REQUIRED WORK. What is needed is each line of the data below that holds the string "ceil".

(Entries taken from a collection)
§

/// Pure Rust backend using the `image` crate ecosystem.
///
/// Text needs a [`Typeface`]; without one, [`supports_text`](RasterBackend::supports_text)
/// is false and text calls fail with [`BackendError::Unavailable`].
#[derive(Debug, Clone, Default)]
pub struct RustBackend {
    typeface: Option<Typeface>,
}

impl RustBackend {
    pub fn new() -> Self {
        Self { typeface: None }
    }

    pub fn with_typeface(typeface: Typeface) -> Self {
        Self {
            typeface: Some(typeface),
        }
    }

    /// Backend using the first bold sans-serif font found on the system.
    ///
    /// Falls back to a logo-only backend when none is installed.
    pub fn with_system_font() -> Self {
        match Typeface::discover() {
            Ok(typeface) => Self::with_typeface(typeface),
            Err(err) => {
                warn!(%err, "text overlays unavailable");
                Self::new()
            }
        }
    }

    pub fn typeface(&self) -> Option<&Typeface> {
        self.typeface.as_ref()
    }
}

/// A software drawing surface.
#[derive(Debug, Clone)]
pub struct RgbaSurface {
    pixels: RgbaImage,
    typeface: Option<Typeface>,
}

impl RgbaSurface {
    pub fn pixels(&self) -> &RgbaImage {
        &self.pixels
    }

    pub fn into_pixels(self) -> RgbaImage {
        self.pixels
    }
}

/// Longest edge a surface may have, matching common browser canvas limits.
pub const MAX_SURFACE_EDGE: u32 = 32_767;

/// Pixel budget per surface (16384 x 16384).
pub const MAX_SURFACE_PIXELS: u64 = 268_435_456;

impl RasterBackend for RustBackend {
    type Surface = RgbaSurface;

    fn allocate(&self, width: u32, height: u32) -> Result<RgbaSurface, BackendError> {
        if width == 0 || height == 0 {
            return Err(BackendError::Unavailable(format!(
                "cannot allocate a {width}x{height} surface"
            )));
        }
        if width > MAX_SURFACE_EDGE
            || height > MAX_SURFACE_EDGE
            || width as u64 * height as u64 > MAX_SURFACE_PIXELS
        {
            return Err(BackendError::Unavailable(format!(
                "{width}x{height} surface is too large"
            )));
        }
        Ok(RgbaSurface {
            pixels: RgbaImage::new(width, height),
            typeface: self.typeface.clone(),
        })
    }

    fn supports_text(&self) -> bool {
        self.typeface.is_some()
    }

    fn measure_text(&self, text: &str, size: TextSize) -> Result<f64, BackendError> {
        let typeface = require_typeface(self.typeface.as_ref())?;
        let (_, advance) = layout_line(typeface, text, size, 0.0, 0.0);
        Ok(advance as f64)
    }
}

fn require_typeface(typeface: Option<&Typeface>) -> Result<&Typeface, BackendError> {
    typeface.ok_or_else(|| BackendError::Unavailable("no typeface loaded for text".into()))
}

/// Position the glyphs of one line with its top edge at `y`.
///
/// Returns the glyphs and the total advance width.
fn layout_line(
    typeface: &Typeface,
    text: &str,
    size: TextSize,
    x: f32,
    y: f32,
) -> (Vec<Glyph>, f32) {
    let scale = typeface.px_scale(size);
    let font = typeface.font().as_scaled(scale);
    let baseline = y + font.ascent();

    let mut glyphs = Vec::with_capacity(text.len());
    let mut caret = x;
    let mut previous: Option<GlyphId> = None;
    for c in text.chars() {
        let id = font.glyph_id(c);
        if let Some(prev) = previous {
            caret += font.kern(prev, id);
        }
        glyphs.push(id.with_scale_and_position(scale, point(caret, baseline)));
        caret += font.h_advance(id);
        previous = Some(id);
    }
    (glyphs, caret - x)
}

// =============================================================================
// Pixel math
// =============================================================================

/// Premultiplied RGBA, color channels in 0–255 scaled by alpha in 0–1.
type Premultiplied = [f32; 4];

fn premultiply(pixel: &Rgba<u8>) -> Premultiplied {
    let a = pixel[3] as f32 / 255.0;
    [
        pixel[0] as f32 * a,
        pixel[1] as f32 * a,
        pixel[2] as f32 * a,
        a,
    ]
}

/// Source-over `src` scaled by `opacity` onto the straight-alpha `dst`.
fn blend_over(dst: &mut Rgba<u8>, src: Premultiplied, opacity: f32) {
    let src_a = (src[3] * opacity).clamp(0.0, 1.0);
    if src_a <= 0.0 {
        return;
    }
    let dst_a = dst[3] as f32 / 255.0;
    let keep = dst_a * (1.0 - src_a);
    let out_a = src_a + keep;

    for c in 0..3 {
        let premul = src[c] * opacity + dst[c] as f32 * keep;
        dst[c] = (premul / out_a).round().clamp(0.0, 255.0) as u8;
    }
    dst[3] = (out_a * 255.0).round().clamp(0.0, 255.0) as u8;
}

/// Bilinear sample at continuous texel coordinates; outside texels are transparent.
fn sample_bilinear(source: &RgbaImage, u: f64, v: f64) -> Premultiplied {
    let x0 = u.floor();
    let y0 = v.floor();
    let fx = (u - x0) as f32;
    let fy = (v - y0) as f32;
    let (x0, y0) = (x0 as i64, y0 as i64);

    let texel = |x: i64, y: i64| -> Premultiplied {
        if x < 0 || y < 0 || x >= source.width() as i64 || y >= source.height() as i64 {
            [0.0; 4]
        } else {
            premultiply(source.get_pixel(x as u32, y as u32))
        }
    };

    let corners = [
        (texel(x0, y0), (1.0 - fx) * (1.0 - fy)),
        (texel(x0 + 1, y0), fx * (1.0 - fy)),
        (texel(x0, y0 + 1), (1.0 - fx) * fy),
        (texel(x0 + 1, y0 + 1), fx * fy),
    ];
    let mut out = [0.0f32; 4];
    for (value, weight) in corners {
        for c in 0..4 {
            out[c] += value[c] * weight;
        }
    }
    out
}

/// Resample `source` to the pixel size closest to the placement, if needed.
fn prepare_source<'a>(source: &'a RgbaImage, placement: &Placement) -> Cow<'a, RgbaImage> {
    let target_w = (placement.width.round() as u32).max(1);
    let target_h = (placement.height.round() as u32).max(1);
    if (target_w, target_h) == source.dimensions() {
        Cow::Borrowed(source)
    } else {
        Cow::Owned(image::imageops::resize(
            source,
            target_w,
            target_h,
            FilterType::Lanczos3,
        ))
    }
}

fn is_integral(v: f64) -> bool {
    v.fract() == 0.0
}

impl RgbaSurface {
    fn draw_image(&mut self, source: &RgbaImage, placement: &Placement) {
        let valid = |v: f64| v.is_finite() && v > 0.0;
        if !valid(placement.width)
            || !valid(placement.height)
            || !placement.x.is_finite()
            || !placement.y.is_finite()
            || source.width() == 0
            || source.height() == 0
        {
            return;
        }
        let opacity = placement.opacity.value() as f32;
        if opacity <= 0.0 {
            return;
        }

        let source = prepare_source(source, placement);
        let exact = placement.rotation_rad == 0.0
            && placement.width == source.width() as f64
            && placement.height == source.height() as f64
            && is_integral(placement.x)
            && is_integral(placement.y);

        if exact {
            self.blit(&source, placement.x as i64, placement.y as i64, opacity);
        } else {
            self.draw_transformed(&source, placement, opacity);
        }
    }

    /// Pixel-aligned copy with no resampling.
    fn blit(&mut self, source: &RgbaImage, left: i64, top: i64, opacity: f32) {
        let (canvas_w, canvas_h) = (self.pixels.width() as i64, self.pixels.height() as i64);
        let x_start = left.max(0);
        let y_start = top.max(0);
        let x_end = (left + source.width() as i64).min(canvas_w);
        let y_end = (top + source.height() as i64).min(canvas_h);

        for y in y_start..y_end {
            for x in x_start..x_end {
                let src = source.get_pixel((x - left) as u32, (y - top) as u32);
                let dst = self.pixels.get_pixel_mut(x as u32, y as u32);
                blend_over(dst, premultiply(src), opacity);
            }
        }
    }

    /// Inverse-map every destination pixel in the rotated footprint.
    fn draw_transformed(&mut self, source: &RgbaImage, placement: &Placement, opacity: f32) {
        let (cx, cy) = placement.center();
        let half_w = placement.width / 2.0;
        let half_h = placement.height / 2.0;
        let (sin, cos) = placement.rotation_rad.sin_cos();

        // Axis-aligned bounds of the rotated rectangle, plus a pixel of filter slack.
        let extent_x = half_w * cos.abs() + half_h * sin.abs() + 1.0;
        let extent_y = half_w * sin.abs() + half_h * cos.abs() + 1.0;
        let (canvas_w, canvas_h) = (self.pixels.width() as f64, self.pixels.height() as f64);
        let x_start = (cx - extent_x).floor().max(0.0) as u32;
        let y_start = (cy - extent_y).floor().max(0.0) as u32;
        let x_end = (cx + extent_x).ceil().min(canvas_w).max(0.0) as u32;
        let y_end = (cy + extent_y).ceil().min(canvas_h).max(0.0) as u32;

        let texels_per_px_x = source.width() as f64 / placement.width;
        let texels_per_px_y = source.height() as f64 / placement.height;

        for y in y_start..y_end {
            let dy = y as f64 + 0.5 - cy;
            for x in x_start..x_end {
                let dx = x as f64 + 0.5 - cx;
                let local_x = dx * cos + dy * sin + half_w;
                let local_y = -dx * sin + dy * cos + half_h;
                if local_x < -1.0
                    || local_y < -1.0
                    || local_x > placement.width + 1.0
                    || local_y > placement.height + 1.0
                {
                    continue;
                }
                let src = sample_bilinear(
                    source,
                    local_x * texels_per_px_x - 0.5,
                    local_y * texels_per_px_y - 0.5,
                );
                blend_over(self.pixels.get_pixel_mut(x, y), src, opacity);
            }
        }
    }
}

/// Composite straight-alpha RGBA over black, as a canvas does for JPEG.
fn flatten_over_black(pixels: &RgbaImage) -> RgbImage {
    RgbImage::from_fn(pixels.width(), pixels.height(), |x, y| {
        let p = premultiply(pixels.get_pixel(x, y));
        image::Rgb([p[0].round() as u8, p[1].round() as u8, p[2].round() as u8])
    })
}

fn encode_error(format: OutputFormat, err: image::ImageError) -> BackendError {
    BackendError::Encode(format!("{format} encoding failed: {err}"))
}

§

REPLY TO THE EXERCISE.
        let x_end = (cx + extent_x).ceil().min(canvas_w).max(0.0) as u32;
        let y_end = (cy + extent_y).ceil().min(canvas_h).max(0.0) as u32;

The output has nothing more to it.